"Freedom from Illusion: The Book of Ego" - Rajneesh Osho
This book is helpful for everyone. It helps to understand what a person's ego is, to notice it in yourself, and when you understand this, it becomes easier for you to work and live. You start to respect other people and yourself more.
"How to Stop Worrying and Start Living"- Dale Carnegie
There are a lot of examples of different anxiety, different people, from their own experience, how they coped with it, what it led to and what it can lead you to. The book is quite popular, probably everyone knows it, but few read it, because they thought they did not experience such a feeling. But everyone has it. Absolutely.
"Rework", "Remote", "It Doesn't Have to Be Crazy at Work" – Jason Fried, David Hensson
A very cool series about the approach to work from the guys from Basecamp. "Rework" is about the approach to business. “Remote” is about remote work, a very cool book, it was literally ahead of its time. “Don’t go crazy at work” is about how to find a balance between work and home. In some places, the book, of course, is contradictory, because the guys say: “I got up at 6 o’clock and went home!”, But I can’t do that. At the same time, right now, I realize that I read it almost a year ago, and since then something has changed in my thinking, I began to understand more what they were talking about. If you don't want to read all three, start with the last one. Very, very, very recommended.
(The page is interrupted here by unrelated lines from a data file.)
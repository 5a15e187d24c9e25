//! Restore-baseline command
//!
//! Copies the last working copy of a filesystem category back over its
//! fixture baseline. Only ever run on explicit operator request.

use anyhow::Result;
use benchenv_core::config::Settings;
use benchenv_core::filesystem::FilesystemBackend;
use benchenv_core::fixture::{FixtureFetcher, ReqwestClient};
use tracing::{info, instrument};

#[derive(Debug, Clone)]
pub struct RestoreArgs {
    pub category: String,
}

#[instrument(skip(settings))]
pub async fn execute_restore_baseline(args: RestoreArgs, settings: Settings) -> Result<()> {
    let client = ReqwestClient::new().map_err(|e| anyhow::anyhow!(e))?;
    let fetcher = FixtureFetcher::new(client, settings.fixtures);
    let mut backend = FilesystemBackend::new(settings.filesystem, fetcher);

    backend.restore_baseline(&args.category).await?;
    info!("Restored baseline for category '{}'", args.category);
    Ok(())
}
//! Integration tests for the filesystem snapshot backend

mod common;

use benchenv_core::config::{FilesystemSettings, FixtureSettings};
use benchenv_core::filesystem::FilesystemBackend;
use benchenv_core::fixture::FixtureFetcher;
use benchenv_core::lifecycle::LifecycleController;
use benchenv_core::retry::RetryConfig;
use benchenv_core::task::Task;
use common::{corrupt_papers_archive, snapshot, zip_archive, StaticHttpClient};
use std::fs;
use std::path::Path;

fn controller(
    root: &Path,
    client: StaticHttpClient,
) -> LifecycleController<FilesystemBackend<StaticHttpClient>> {
    let settings = FilesystemSettings {
        test_root: root.join("test_environments"),
        work_root: Some(root.join("work")),
        ..FilesystemSettings::default()
    };
    let fixtures = FixtureSettings {
        base_url: "http://fixtures.local".to_string(),
        data_root: root.join("data"),
        ..FixtureSettings::default()
    };
    let fetcher = FixtureFetcher::new(client, fixtures).with_retry(RetryConfig::none());
    LifecycleController::new(FilesystemBackend::new(settings, fetcher))
}

#[tokio::test]
async fn test_papers_fixture_fetched_when_missing() {
    let temp = tempfile::tempdir().unwrap();
    let archive = zip_archive(&[
        ("papers/attention.pdf", "%PDF-1.4 attention"),
        ("papers/bert.pdf", "%PDF-1.4 bert"),
        ("papers/notes/summary.md", "# Summary"),
        ("__MACOSX/papers/._bert.pdf", "resource fork"),
    ]);
    let client = StaticHttpClient::new([(
        "http://fixtures.local/filesystem/papers.zip".to_string(),
        archive,
    )]);
    let mut controller = controller(temp.path(), client.clone());
    let mut task = Task::new("filesystem", "papers", "find_author", temp.path().join("tasks/1"));

    assert!(controller.set_up(&mut task).await);

    assert_eq!(
        client.requests(),
        vec!["http://fixtures.local/filesystem/papers.zip"]
    );
    let work = task.environment.test_directory.clone().unwrap();
    assert_eq!(work, temp.path().join("work/papers"));
    assert_eq!(snapshot(&work).len(), 3);
    assert!(!temp.path().join("test_environments/__MACOSX").exists());
    assert_eq!(
        controller.agent_config()["test_directory"],
        work.display().to_string()
    );

    assert!(controller.clean_up(Some(&task)).await.success());
    assert!(!work.exists());
}

#[tokio::test]
async fn test_working_copy_matches_baseline_and_baseline_survives() {
    let temp = tempfile::tempdir().unwrap();
    let baseline = temp.path().join("test_environments/desktop");
    fs::create_dir_all(baseline.join("projects/app")).unwrap();
    fs::write(baseline.join("todo.txt"), "buy milk\n").unwrap();
    fs::write(baseline.join("projects/app/main.rs"), "fn main() {}\n").unwrap();
    fs::write(baseline.join("binary.bin"), [0u8, 159, 146, 150]).unwrap();
    let before = snapshot(&baseline);

    let mut controller = controller(temp.path(), StaticHttpClient::default());
    let mut task = Task::new("filesystem", "desktop", "organize", temp.path().join("tasks/2"));
    assert!(controller.set_up(&mut task).await);

    let work = task.environment.test_directory.clone().unwrap();
    assert_eq!(snapshot(&work), before);

    // The agent edits its copy
    fs::write(work.join("todo.txt"), "done\n").unwrap();
    fs::remove_file(work.join("binary.bin")).unwrap();
    fs::create_dir_all(work.join("organized")).unwrap();

    let report = controller.clean_up(Some(&task)).await;
    assert!(report.success());
    assert!(controller.tracker().is_empty());
    assert_eq!(snapshot(&baseline), before);

    // Nothing left to clean
    let again = controller.clean_up(None).await;
    assert!(again.success());
    assert!(again.outcomes.is_empty());
}

#[tokio::test]
async fn test_unavailable_fixture_fails_setup() {
    let temp = tempfile::tempdir().unwrap();
    let mut controller = controller(temp.path(), StaticHttpClient::default());
    let mut task = Task::new("filesystem", "votenet", "t", temp.path().join("tasks/3"));

    assert!(!controller.set_up(&mut task).await);
    assert!(task.environment.test_directory.is_none());
    assert!(controller.tracker().is_empty());
    assert!(!temp.path().join("work/votenet").exists());
}

#[tokio::test]
async fn test_unknown_category_fails_setup() {
    let temp = tempfile::tempdir().unwrap();
    let mut controller = controller(temp.path(), StaticHttpClient::default());
    let mut task = Task::new("filesystem", "not_a_fixture", "t", temp.path().join("tasks/4"));
    assert!(!controller.set_up(&mut task).await);
}

#[tokio::test]
async fn test_corrupt_fixture_is_never_used_as_baseline() {
    let temp = tempfile::tempdir().unwrap();
    let url = "http://fixtures.local/filesystem/papers.zip".to_string();
    let client = StaticHttpClient::new([(url.clone(), corrupt_papers_archive())]);
    let mut controller = controller(temp.path(), client.clone());

    let mut first = Task::new("filesystem", "papers", "a", temp.path().join("tasks/5"));
    assert!(!controller.set_up(&mut first).await);
    assert!(!temp.path().join("test_environments/papers").exists());

    // The retry downloads again instead of trusting a half-extracted tree
    let mut second = Task::new("filesystem", "papers", "b", temp.path().join("tasks/6"));
    assert!(!controller.set_up(&mut second).await);
    assert_eq!(client.requests(), vec![url.clone(), url]);
    assert!(second.environment.test_directory.is_none());
    assert!(!temp.path().join("work/papers").exists());
    assert_eq!(
        fs::read_dir(temp.path().join("test_environments")).unwrap().count(),
        0
    );
}

#[tokio::test]
async fn test_working_root_overlapping_fixture_root_is_rejected() {
    let temp = tempfile::tempdir().unwrap();
    let fixtures = temp.path().join("fx");
    fs::create_dir_all(fixtures.join("papers")).unwrap();
    fs::write(fixtures.join("papers/a.txt"), "precious").unwrap();
    let fetcher = FixtureFetcher::new(StaticHttpClient::default(), FixtureSettings::default())
        .with_retry(RetryConfig::none());

    for work_root in [fixtures.clone(), fixtures.join("papers/scratch")] {
        let settings = FilesystemSettings {
            test_root: fixtures.clone(),
            work_root: Some(work_root),
            ..FilesystemSettings::default()
        };
        let mut controller =
            LifecycleController::new(FilesystemBackend::new(settings, fetcher.clone()));
        let mut task = Task::new("filesystem", "papers", "t", temp.path().join("tasks/7"));

        assert!(!controller.set_up(&mut task).await);
        assert!(controller.tracker().is_empty());
        assert_eq!(
            fs::read_to_string(fixtures.join("papers/a.txt")).unwrap(),
            "precious"
        );
        assert!(!fixtures.join("papers/scratch").exists());
    }
}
"Freakonomics", "When to Rob a Bank" – Steven Levitt, Steven Dubner
These are books about non-standard solutions to situations and how people draw the wrong conclusions. Help develop thinking. Levitt and Dubner are cool guys who say really cool things.
"Getting Things Done" - David Allen
This is the story of the inbox. It has changed my life a lot, in terms of comfort, stress and work with tasks.
"How to Win Friends and Influence People"- Dale Carnegie
A book about communication, about the fact that you need to pay attention to people in order to create reliable connections, friendships, etc. I read it at the age of twelve, and it made a strong impression on me that has not gone away to this day.
"The Goal: A Process of Ongoing Improvement" - Eliyahu M. Goldratt
A book about systems constraint theory and productivity. The bottom line is that there are some things that need to be done first, and these are always some major limiting factors.
"Essentialism: The Disciplined Pursuit of Less" by Greg McKeon
The book has a second title - "The Conscious Desire to Do Less". You need to get used to the idea that there is no lack of time. There is a lack of priorities. This is a critical shift that must occur for every person.
"The 4-Hour Workweek", "Tools Of Titans: The Tactics, Routines, and Habits of Billionaires, Icons, and World-Class Performers" - Tim Ferriss
Tim Ferriss has a podcast where he tries to decompose the effectiveness of every person he invites (be it Schwarzenegger or the CrossFit world champion or the founder of Instagram). Then he just took all these things and distilled them into tips in the book "Tools Of Titans". You open and read it like an encyclopedia. And in The 4-Hour Workweek, he gives a huge number of different tools and tactics for personal effectiveness.
"Ready For Anything: 52 Productivity Principles for Work and Life" - David Allen
It is very short, written as a set of advice chapters. There is nothing superfluous, no stories, no personal biography, as authors like to write. It's just a bunch of tips.
"The Subtle Art of Giving a Fuck" - Mark Manson
I really like this book, because there are a huge number of examples from his life, or from the life of some corporal in the Japanese army during World War II.